TRY IT — Please repeat exactly the lines below from the one containing "cells. The full" down to the one containing "use super::client::LookupRecords;", both included, and nothing else.

RECORDS FOR THE EXERCISE —
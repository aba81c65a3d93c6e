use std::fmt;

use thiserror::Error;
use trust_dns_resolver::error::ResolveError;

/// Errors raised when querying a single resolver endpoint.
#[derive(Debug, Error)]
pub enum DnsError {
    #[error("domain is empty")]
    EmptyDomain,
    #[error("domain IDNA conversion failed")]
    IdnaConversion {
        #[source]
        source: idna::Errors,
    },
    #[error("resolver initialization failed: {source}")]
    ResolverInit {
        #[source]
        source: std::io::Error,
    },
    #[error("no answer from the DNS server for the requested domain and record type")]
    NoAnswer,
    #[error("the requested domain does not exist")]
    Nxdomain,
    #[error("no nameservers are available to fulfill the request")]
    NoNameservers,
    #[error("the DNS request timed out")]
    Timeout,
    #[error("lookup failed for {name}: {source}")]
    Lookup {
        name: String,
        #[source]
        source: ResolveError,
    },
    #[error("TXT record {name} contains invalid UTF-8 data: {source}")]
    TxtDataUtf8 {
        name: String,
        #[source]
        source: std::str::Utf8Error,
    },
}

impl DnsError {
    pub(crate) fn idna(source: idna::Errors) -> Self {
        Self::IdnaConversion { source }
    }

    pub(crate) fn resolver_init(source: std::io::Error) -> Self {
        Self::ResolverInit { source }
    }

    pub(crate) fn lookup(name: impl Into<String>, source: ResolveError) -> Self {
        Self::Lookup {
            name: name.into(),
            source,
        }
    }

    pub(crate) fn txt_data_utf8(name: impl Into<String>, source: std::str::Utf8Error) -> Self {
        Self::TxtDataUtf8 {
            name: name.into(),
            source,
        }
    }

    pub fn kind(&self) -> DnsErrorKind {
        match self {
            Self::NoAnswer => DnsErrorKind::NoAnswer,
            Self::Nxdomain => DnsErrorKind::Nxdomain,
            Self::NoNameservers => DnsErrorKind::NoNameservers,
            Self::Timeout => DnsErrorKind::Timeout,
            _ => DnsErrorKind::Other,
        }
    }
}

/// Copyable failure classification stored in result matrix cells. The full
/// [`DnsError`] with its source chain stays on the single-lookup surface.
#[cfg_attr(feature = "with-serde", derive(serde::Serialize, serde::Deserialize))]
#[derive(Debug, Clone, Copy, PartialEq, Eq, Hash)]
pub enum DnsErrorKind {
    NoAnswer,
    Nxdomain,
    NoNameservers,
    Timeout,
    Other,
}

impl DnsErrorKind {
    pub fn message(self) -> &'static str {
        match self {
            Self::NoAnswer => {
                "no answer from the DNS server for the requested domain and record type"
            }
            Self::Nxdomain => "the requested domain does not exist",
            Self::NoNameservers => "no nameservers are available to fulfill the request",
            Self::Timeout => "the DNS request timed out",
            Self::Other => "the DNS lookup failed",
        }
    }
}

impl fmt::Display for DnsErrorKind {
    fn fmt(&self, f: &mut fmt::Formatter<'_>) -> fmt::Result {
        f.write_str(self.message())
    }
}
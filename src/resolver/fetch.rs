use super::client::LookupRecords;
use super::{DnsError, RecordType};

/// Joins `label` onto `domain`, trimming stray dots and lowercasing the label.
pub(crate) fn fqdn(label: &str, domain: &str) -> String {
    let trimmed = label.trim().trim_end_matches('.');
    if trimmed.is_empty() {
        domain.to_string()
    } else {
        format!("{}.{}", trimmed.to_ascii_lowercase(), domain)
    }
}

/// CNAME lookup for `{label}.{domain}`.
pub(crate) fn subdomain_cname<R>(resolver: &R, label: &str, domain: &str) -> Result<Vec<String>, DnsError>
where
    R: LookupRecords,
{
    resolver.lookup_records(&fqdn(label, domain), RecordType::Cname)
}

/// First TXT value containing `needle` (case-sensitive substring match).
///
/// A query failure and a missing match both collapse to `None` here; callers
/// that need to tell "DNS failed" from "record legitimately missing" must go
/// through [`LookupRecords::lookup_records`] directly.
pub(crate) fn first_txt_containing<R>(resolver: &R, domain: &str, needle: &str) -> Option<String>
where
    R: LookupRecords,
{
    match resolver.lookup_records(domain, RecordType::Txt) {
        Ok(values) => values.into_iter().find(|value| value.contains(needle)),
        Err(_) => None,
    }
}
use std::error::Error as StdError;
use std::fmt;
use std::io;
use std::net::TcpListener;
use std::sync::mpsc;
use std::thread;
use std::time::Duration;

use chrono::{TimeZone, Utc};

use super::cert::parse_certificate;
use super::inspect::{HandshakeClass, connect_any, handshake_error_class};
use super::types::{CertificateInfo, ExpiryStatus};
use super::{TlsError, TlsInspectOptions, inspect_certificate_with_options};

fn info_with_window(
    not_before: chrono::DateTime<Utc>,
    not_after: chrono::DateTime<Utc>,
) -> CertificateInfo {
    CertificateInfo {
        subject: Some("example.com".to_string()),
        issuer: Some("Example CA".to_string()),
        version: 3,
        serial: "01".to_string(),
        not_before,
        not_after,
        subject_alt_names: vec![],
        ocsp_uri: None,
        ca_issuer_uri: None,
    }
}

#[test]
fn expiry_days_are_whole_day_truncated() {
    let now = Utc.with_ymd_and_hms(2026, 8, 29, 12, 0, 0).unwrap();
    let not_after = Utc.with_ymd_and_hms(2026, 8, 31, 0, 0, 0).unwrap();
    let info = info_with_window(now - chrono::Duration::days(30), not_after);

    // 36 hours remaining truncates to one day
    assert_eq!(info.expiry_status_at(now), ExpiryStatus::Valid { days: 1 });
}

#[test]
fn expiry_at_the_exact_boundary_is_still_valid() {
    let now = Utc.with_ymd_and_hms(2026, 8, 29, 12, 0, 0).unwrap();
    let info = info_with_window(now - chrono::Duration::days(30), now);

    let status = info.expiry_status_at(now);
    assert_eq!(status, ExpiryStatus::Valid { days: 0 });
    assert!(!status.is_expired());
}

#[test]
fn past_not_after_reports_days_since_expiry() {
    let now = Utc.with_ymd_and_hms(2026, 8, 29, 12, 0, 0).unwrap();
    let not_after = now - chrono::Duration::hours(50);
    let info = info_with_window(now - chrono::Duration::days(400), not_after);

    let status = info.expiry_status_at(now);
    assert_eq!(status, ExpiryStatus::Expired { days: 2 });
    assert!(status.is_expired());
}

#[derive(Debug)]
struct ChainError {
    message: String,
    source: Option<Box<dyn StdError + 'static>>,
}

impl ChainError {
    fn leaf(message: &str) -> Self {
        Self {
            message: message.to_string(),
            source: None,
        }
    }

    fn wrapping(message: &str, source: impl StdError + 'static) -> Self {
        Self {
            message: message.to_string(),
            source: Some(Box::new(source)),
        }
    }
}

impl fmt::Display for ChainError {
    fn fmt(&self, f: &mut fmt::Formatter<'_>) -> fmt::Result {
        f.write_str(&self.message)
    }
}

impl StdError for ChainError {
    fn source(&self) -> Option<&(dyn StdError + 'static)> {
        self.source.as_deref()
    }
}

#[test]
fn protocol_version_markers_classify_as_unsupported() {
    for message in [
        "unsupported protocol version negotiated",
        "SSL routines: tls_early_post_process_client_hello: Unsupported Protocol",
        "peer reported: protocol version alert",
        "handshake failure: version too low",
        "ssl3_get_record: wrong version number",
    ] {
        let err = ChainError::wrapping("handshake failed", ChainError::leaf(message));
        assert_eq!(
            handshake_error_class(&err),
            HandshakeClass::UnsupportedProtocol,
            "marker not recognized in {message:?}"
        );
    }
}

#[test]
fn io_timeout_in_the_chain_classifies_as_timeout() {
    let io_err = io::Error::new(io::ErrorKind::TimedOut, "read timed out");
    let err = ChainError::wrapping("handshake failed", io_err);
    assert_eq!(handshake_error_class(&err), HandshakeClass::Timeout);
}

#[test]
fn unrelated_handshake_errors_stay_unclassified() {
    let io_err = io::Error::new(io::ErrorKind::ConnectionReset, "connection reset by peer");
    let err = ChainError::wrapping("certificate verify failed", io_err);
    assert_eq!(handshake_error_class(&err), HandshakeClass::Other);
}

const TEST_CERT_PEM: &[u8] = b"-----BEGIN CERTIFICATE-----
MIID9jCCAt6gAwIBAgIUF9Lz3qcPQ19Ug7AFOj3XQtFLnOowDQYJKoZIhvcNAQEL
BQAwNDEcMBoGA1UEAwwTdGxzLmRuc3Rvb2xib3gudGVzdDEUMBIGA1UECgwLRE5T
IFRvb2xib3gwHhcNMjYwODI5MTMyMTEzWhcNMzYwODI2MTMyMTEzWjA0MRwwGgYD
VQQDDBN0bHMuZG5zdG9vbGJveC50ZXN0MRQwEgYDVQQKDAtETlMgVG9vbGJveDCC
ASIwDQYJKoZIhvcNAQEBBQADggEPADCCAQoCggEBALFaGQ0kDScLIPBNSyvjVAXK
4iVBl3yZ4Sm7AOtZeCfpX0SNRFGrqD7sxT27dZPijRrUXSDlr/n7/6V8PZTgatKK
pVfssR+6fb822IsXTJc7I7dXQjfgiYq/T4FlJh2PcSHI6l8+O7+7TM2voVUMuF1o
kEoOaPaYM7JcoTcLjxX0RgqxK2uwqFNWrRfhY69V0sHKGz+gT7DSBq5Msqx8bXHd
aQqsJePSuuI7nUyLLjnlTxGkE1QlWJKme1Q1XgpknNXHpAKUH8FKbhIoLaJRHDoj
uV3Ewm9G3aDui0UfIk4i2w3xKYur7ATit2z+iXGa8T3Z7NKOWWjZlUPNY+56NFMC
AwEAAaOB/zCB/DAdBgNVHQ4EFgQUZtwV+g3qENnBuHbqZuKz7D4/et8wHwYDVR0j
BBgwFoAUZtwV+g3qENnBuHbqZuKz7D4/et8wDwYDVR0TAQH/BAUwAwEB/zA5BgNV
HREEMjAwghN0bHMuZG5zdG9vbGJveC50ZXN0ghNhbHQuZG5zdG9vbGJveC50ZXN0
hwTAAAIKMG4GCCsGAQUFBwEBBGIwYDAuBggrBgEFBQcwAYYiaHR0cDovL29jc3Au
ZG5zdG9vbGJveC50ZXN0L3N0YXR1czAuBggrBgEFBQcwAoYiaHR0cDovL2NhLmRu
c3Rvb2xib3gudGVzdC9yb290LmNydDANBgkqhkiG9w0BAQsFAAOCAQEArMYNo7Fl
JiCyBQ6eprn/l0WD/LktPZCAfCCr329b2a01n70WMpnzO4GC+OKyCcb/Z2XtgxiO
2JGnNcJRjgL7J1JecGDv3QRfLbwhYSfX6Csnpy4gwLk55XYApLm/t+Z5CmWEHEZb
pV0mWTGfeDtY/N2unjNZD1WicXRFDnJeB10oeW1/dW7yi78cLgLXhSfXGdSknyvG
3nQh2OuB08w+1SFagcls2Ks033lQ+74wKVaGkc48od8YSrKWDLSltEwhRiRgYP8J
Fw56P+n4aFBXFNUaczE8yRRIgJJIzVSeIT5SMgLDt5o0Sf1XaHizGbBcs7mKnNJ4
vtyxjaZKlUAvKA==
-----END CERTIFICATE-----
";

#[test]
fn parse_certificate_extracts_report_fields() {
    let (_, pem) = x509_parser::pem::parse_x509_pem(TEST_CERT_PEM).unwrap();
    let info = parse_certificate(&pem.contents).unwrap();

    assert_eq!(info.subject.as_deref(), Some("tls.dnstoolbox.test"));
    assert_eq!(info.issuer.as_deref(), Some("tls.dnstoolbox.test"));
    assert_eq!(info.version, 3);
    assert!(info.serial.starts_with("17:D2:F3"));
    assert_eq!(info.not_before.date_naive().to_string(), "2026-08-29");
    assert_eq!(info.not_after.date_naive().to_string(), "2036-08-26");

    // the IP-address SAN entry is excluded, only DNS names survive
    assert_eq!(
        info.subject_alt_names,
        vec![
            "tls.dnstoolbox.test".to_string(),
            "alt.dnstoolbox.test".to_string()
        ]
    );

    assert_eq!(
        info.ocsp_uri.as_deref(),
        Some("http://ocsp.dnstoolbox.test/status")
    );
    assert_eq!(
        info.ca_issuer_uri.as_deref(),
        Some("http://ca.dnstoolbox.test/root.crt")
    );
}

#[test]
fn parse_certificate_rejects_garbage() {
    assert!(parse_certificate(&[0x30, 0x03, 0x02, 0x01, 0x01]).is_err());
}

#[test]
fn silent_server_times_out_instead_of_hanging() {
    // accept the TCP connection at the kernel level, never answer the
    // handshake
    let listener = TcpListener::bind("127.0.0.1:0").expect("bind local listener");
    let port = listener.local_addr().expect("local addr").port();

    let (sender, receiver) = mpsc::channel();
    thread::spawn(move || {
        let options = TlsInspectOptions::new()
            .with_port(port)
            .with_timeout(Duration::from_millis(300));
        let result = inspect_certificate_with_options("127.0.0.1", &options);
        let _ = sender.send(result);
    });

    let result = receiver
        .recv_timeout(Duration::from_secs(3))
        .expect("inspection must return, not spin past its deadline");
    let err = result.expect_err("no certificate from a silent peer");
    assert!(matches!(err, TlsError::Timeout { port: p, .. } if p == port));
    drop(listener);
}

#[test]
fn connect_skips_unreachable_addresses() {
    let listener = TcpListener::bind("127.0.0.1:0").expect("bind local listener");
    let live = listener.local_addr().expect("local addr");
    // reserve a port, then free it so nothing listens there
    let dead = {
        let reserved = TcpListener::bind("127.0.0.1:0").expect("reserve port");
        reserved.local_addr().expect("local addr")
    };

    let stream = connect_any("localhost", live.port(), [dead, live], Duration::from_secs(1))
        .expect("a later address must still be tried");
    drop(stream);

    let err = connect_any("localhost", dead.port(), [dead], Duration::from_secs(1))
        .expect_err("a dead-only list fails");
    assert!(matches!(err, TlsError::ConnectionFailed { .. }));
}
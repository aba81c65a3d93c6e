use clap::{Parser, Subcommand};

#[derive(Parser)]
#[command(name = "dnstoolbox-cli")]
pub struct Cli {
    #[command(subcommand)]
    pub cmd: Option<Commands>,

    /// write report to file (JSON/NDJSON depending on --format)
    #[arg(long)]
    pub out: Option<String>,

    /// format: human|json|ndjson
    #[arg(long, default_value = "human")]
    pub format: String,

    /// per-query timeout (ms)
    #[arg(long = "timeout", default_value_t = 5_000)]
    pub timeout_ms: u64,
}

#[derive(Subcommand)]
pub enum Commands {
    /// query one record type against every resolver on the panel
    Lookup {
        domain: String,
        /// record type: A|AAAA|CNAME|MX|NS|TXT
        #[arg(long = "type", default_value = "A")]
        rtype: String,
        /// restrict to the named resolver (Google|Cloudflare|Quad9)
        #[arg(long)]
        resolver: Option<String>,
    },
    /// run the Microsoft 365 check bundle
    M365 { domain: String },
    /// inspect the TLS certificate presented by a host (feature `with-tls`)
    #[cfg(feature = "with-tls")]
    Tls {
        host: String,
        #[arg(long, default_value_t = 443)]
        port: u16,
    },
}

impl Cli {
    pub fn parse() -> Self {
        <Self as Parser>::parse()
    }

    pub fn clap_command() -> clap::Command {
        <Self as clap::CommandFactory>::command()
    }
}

ANSWER BELOW —
/// Copyable failure classification stored in result matrix cells. The full
/// [`DnsError`] with its source chain stays on the single-lookup surface.
#[cfg_attr(feature = "with-serde", derive(serde::Serialize, serde::Deserialize))]
#[derive(Debug, Clone, Copy, PartialEq, Eq, Hash)]
pub enum DnsErrorKind {
    NoAnswer,
    Nxdomain,
    NoNameservers,
    Timeout,
    Other,
}

impl DnsErrorKind {
    pub fn message(self) -> &'static str {
        match self {
            Self::NoAnswer => {
                "no answer from the DNS server for the requested domain and record type"
            }
            Self::Nxdomain => "the requested domain does not exist",
            Self::NoNameservers => "no nameservers are available to fulfill the request",
            Self::Timeout => "the DNS request timed out",
            Self::Other => "the DNS lookup failed",
        }
    }
}

impl fmt::Display for DnsErrorKind {
    fn fmt(&self, f: &mut fmt::Formatter<'_>) -> fmt::Result {
        f.write_str(self.message())
    }
}
filename src/resolver/fetch.rs
use super::client::LookupRecords;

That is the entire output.